▽

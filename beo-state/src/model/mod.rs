//! Model types for beo-state

mod listening_mode;
mod metadata;
mod playback_state;
mod progress;
mod source;
mod volume;

pub use listening_mode::ListeningMode;
pub use metadata::Metadata;
pub use playback_state::PlaybackState;
pub use progress::Progress;
pub use source::{KnownSource, KnownSources, SourceRef};
pub use volume::Volume;
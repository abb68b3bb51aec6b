//! Error types for beo-state

use std::fmt;

use beo_stream::DeviceId;

/// Result type for beo-state operations
pub type Result<T> = std::result::Result<T, StateError>;

/// Errors surfaced by the state layer
#[derive(Debug, Clone, PartialEq, Eq)]
pub enum StateError {
    /// The device reported a playback failure
    Playback {
        device_id: DeviceId,
        message: String,
    },
}

impl StateError {
    pub fn device_id(&self) -> &DeviceId {
        match self {
            StateError::Playback { device_id, .. } => device_id,
        }
    }
}

impl fmt::Display for StateError {
    fn fmt(&self, f: &mut fmt::Formatter<'_>) -> fmt::Result {
        match self {
            StateError::Playback { device_id, message } => {
                write!(f, "Playback error on {}: {}", device_id, message)
            }
        }
    }
}

impl std::error::Error for StateError {}
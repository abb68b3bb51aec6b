use thiserror::Error;

/// Errors returned by device API collaborators
#[derive(Error, Debug, Clone, PartialEq, Eq)]
pub enum ApiError {
    /// The device runs firmware newer than this client's API model
    #[error("API version mismatch: {0}")]
    VersionMismatch(String),

    /// Any other request failure
    #[error("Request failed: {0}")]
    Request(String),
}

/// Errors that can occur in the event manager
#[derive(Error, Debug)]
pub enum EventManagerError {
    /// Invalid session configuration
    #[error("Invalid configuration: {0}")]
    Configuration(String),

    /// A device API call failed
    #[error("Device API error: {0}")]
    Api(#[from] ApiError),

    /// A background worker panicked or was cancelled
    #[error("Worker stopped unexpectedly")]
    WorkerStopped,
}

/// Result type for event manager operations
pub type Result<T> = std::result::Result<T, EventManagerError>;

△

• WHAT IS REQUIRED
Everything above from the line containing "the event manager" down to the line containing "event manager operations" is to be transcribed exactly, with both of those lines included and nothing else added.

• SOLUTION BELOW
/// Errors that can occur in the event manager
#[derive(Error, Debug)]
pub enum EventManagerError {
    /// Invalid session configuration
    #[error("Invalid configuration: {0}")]
    Configuration(String),

    /// A device API call failed
    #[error("Device API error: {0}")]
    Api(#[from] ApiError),

    /// A background worker panicked or was cancelled
    #[error("Worker stopped unexpectedly")]
    WorkerStopped,
}

/// Result type for event manager operations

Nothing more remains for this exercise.